#### [ASSIGNMENT]
From the entries below, copy out all lines holding "items".

#### [EXTRACTED MATERIAL]
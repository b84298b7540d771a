// CLI integration tests for run/shell flows against a temp store file.
use std::io::Write;
use std::path::Path;
use std::process::{Command, Stdio};

use serde_json::Value;

fn cmd(store: &Path) -> Command {
    let exe = env!("CARGO_BIN_EXE_queryfmt");
    let mut command = Command::new(exe);
    command.args(["--store", store.to_str().unwrap(), "--color", "never"]);
    command
}

fn parse_json_line(output: &[u8]) -> Value {
    let text = String::from_utf8_lossy(output);
    let line = text.lines().next().expect("json line");
    serde_json::from_str(line).expect("valid json")
}

#[test]
fn import_then_query_then_dump_flow() {
    let temp = tempfile::tempdir().expect("tempdir");
    let store = temp.path().join("store.jsonl");
    let input = temp.path().join("people.csv");
    std::fs::write(&input, "name,score\nada,9.50\ngrace,10\n").expect("write");

    let import = cmd(&store)
        .args(["run", &format!("import {}", input.display())])
        .output()
        .expect("import");
    assert!(import.status.success(), "{}", String::from_utf8_lossy(&import.stderr));
    let receipt = parse_json_line(&import.stdout);
    assert_eq!(receipt["seq"], 1);
    assert_eq!(receipt["count"], 1);

    let out = temp.path().join("copy.csv");
    let query = cmd(&store)
        .args(["run", "--csv", "--out", out.to_str().unwrap(), "last"])
        .output()
        .expect("query");
    assert!(query.status.success(), "{}", String::from_utf8_lossy(&query.stderr));
    assert_eq!(
        String::from_utf8_lossy(&query.stdout),
        "name,score\nada,9.50\ngrace,10\n"
    );
    assert_eq!(
        std::fs::read_to_string(&out).expect("read dump"),
        "name,score\nada,9.50\ngrace,10\n"
    );

    let notice = parse_json_line(&query.stderr);
    assert_eq!(notice["notice"]["kind"], "dump");
    assert_eq!(notice["notice"]["details"]["bytes"], 29);
}

#[test]
fn unsupported_import_exit_code() {
    let temp = tempfile::tempdir().expect("tempdir");
    let store = temp.path().join("store.jsonl");

    let run = cmd(&store)
        .args(["run", "import", "data.xyz"])
        .output()
        .expect("run");
    assert_eq!(run.status.code().unwrap(), 3);
    let err = parse_json_line(&run.stderr);
    assert_eq!(err["error"]["kind"], "UnsupportedFormat");
}

#[test]
fn sequence_result_cannot_render_as_csv() {
    let temp = tempfile::tempdir().expect("tempdir");
    let store = temp.path().join("store.jsonl");
    let input = temp.path().join("row.json");
    std::fs::write(&input, r#"{"a":["x"]}"#).expect("write");

    let import = cmd(&store)
        .args(["run", &format!("import {}", input.display())])
        .output()
        .expect("import");
    assert!(import.status.success());

    let run = cmd(&store).args(["run", "--csv", "all"]).output().expect("run");
    assert_eq!(run.status.code().unwrap(), 9);
    assert_eq!(parse_json_line(&run.stderr)["error"]["kind"], "NotConvertible");
}

#[test]
fn usage_exit_code_for_unknown_selector() {
    let temp = tempfile::tempdir().expect("tempdir");
    let store = temp.path().join("store.jsonl");

    let run = cmd(&store).args(["run", "SELECT 1"]).output().expect("run");
    assert_eq!(run.status.code().unwrap(), 2);
}

#[test]
fn shell_session_keeps_going_after_errors() {
    let temp = tempfile::tempdir().expect("tempdir");
    let store = temp.path().join("store.jsonl");
    let input = temp.path().join("data.json");
    let dump = temp.path().join("last.json");
    std::fs::write(&input, r#"{"n":[1.0,2.50]}"#).expect("write");

    let mut child = cmd(&store)
        .arg("shell")
        .stdin(Stdio::piped())
        .stdout(Stdio::piped())
        .stderr(Stdio::piped())
        .spawn()
        .expect("spawn");
    {
        let stdin = child.stdin.as_mut().expect("stdin");
        writeln!(stdin, "dump {}", dump.display()).expect("write");
        writeln!(stdin, "import {}", input.display()).expect("write");
        writeln!(stdin, "last").expect("write");
        writeln!(stdin, "dump {}", dump.display()).expect("write");
        writeln!(stdin, "quit").expect("write");
    }
    let output = child.wait_with_output().expect("wait");
    assert!(output.status.success());

    let stdout = String::from_utf8_lossy(&output.stdout);
    let lines = stdout.lines().collect::<Vec<_>>();
    assert_eq!(lines, vec![r#"{"seq":1,"count":1}"#, r#"{"n":[1.0,2.50]}"#]);

    let stderr = String::from_utf8_lossy(&output.stderr);
    let events = stderr
        .lines()
        .map(|line| serde_json::from_str::<Value>(line).expect("json"))
        .collect::<Vec<_>>();
    assert_eq!(events[0]["error"]["kind"], "EmptyResult");
    assert_eq!(events[1]["notice"]["kind"], "dump");

    assert_eq!(
        std::fs::read_to_string(&dump).expect("read"),
        r#"{"n":[1.0,2.50]}"#
    );
}
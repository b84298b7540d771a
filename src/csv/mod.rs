//! Purpose: CSV codec between flat CSV text and tabular `Value` mappings.
//! Exports: `decode_csv`, `encode_csv`, `DELIMITER`.
//! Role: Column-oriented view: a mapping of column name to equal-length sequences.
//! Invariants: Decode never infers types; every cell comes back as a string.
//! Invariants: Encode rejects non-tabular values instead of padding or truncating.
//! Notes: Encoding numbers, bools, or nulls is lossy; they decode as strings.

mod encode;
mod parse;

pub use encode::encode_csv;
pub use parse::decode_csv;

pub const DELIMITER: char = ',';
const QUOTE: char = '"';
const BOM: char = '\u{feff}';
//! Purpose: Render pretty JSON with optional ANSI colorization for CLI output.
//! Exports: colorize_json.
//! Role: Small, pure formatter used by CLI emission paths.
//! Invariants: Number literals are written with their exact source text.
//! Invariants: ANSI escapes appear only when explicitly enabled.
use queryfmt::{Mapping, Value};

const INDENT: &str = "  ";

// Conservative 8/16-color palette for broad terminal compatibility.
// Avoid bright variants that can lose contrast on themes like Solarized.
const COLOR_KEY: &str = "36";
const COLOR_STRING: &str = "32";
const COLOR_NUMBER: &str = "33";
const COLOR_BOOL: &str = "35";
const COLOR_NULL: &str = "39";
const COLOR_PUNCT: &str = "39";

pub fn colorize_json(value: &Value, use_color: bool) -> String {
    let mut out = String::new();
    write_value(value, 0, use_color, &mut out);
    out
}

fn write_value(value: &Value, indent: usize, use_color: bool, out: &mut String) {
    match value {
        Value::Null => push_colored("null", COLOR_NULL, use_color, out),
        Value::Bool(val) => {
            let text = if *val { "true" } else { "false" };
            push_colored(text, COLOR_BOOL, use_color, out);
        }
        Value::Number(num) => push_colored(num.as_str(), COLOR_NUMBER, use_color, out),
        Value::String(text) => push_colored(&quoted(text), COLOR_STRING, use_color, out),
        Value::Sequence(items) => write_sequence(items, indent, use_color, out),
        Value::Mapping(map) => write_mapping(map, indent, use_color, out),
    }
}

fn write_sequence(items: &[Value], indent: usize, use_color: bool, out: &mut String) {
    if items.is_empty() {
        push_colored("[]", COLOR_PUNCT, use_color, out);
        return;
    }
    push_colored("[", COLOR_PUNCT, use_color, out);
    out.push('\n');
    for (idx, item) in items.iter().enumerate() {
        push_indent(indent + 1, out);
        write_value(item, indent + 1, use_color, out);
        if idx + 1 < items.len() {
            push_colored(",", COLOR_PUNCT, use_color, out);
        }
        out.push('\n');
    }
    push_indent(indent, out);
    push_colored("]", COLOR_PUNCT, use_color, out);
}

fn write_mapping(map: &Mapping, indent: usize, use_color: bool, out: &mut String) {
    if map.is_empty() {
        push_colored("{}", COLOR_PUNCT, use_color, out);
        return;
    }
    push_colored("{", COLOR_PUNCT, use_color, out);
    out.push('\n');
    let len = map.len();
    for (idx, (key, value)) in map.iter().enumerate() {
        push_indent(indent + 1, out);
        push_colored(&quoted(key), COLOR_KEY, use_color, out);
        push_colored(":", COLOR_PUNCT, use_color, out);
        out.push(' ');
        write_value(value, indent + 1, use_color, out);
        if idx + 1 < len {
            push_colored(",", COLOR_PUNCT, use_color, out);
        }
        out.push('\n');
    }
    push_indent(indent, out);
    push_colored("}", COLOR_PUNCT, use_color, out);
}

fn quoted(text: &str) -> String {
    serde_json::to_string(text).unwrap_or_else(|_| "\"\"".to_string())
}

fn push_indent(level: usize, out: &mut String) {
    for _ in 0..level {
        out.push_str(INDENT);
    }
}

fn push_colored(text: &str, color: &str, use_color: bool, out: &mut String) {
    if !use_color {
        out.push_str(text);
        return;
    }
    out.push_str("\u{1b}[");
    out.push_str(color);
    out.push('m');
    out.push_str(text);
    out.push_str("\u{1b}[0m");
}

#### [EXPECTED ANSWER]
        Value::Sequence(items) => write_sequence(items, indent, use_color, out),
fn write_sequence(items: &[Value], indent: usize, use_color: bool, out: &mut String) {
    if items.is_empty() {
    for (idx, item) in items.iter().enumerate() {
        if idx + 1 < items.len() {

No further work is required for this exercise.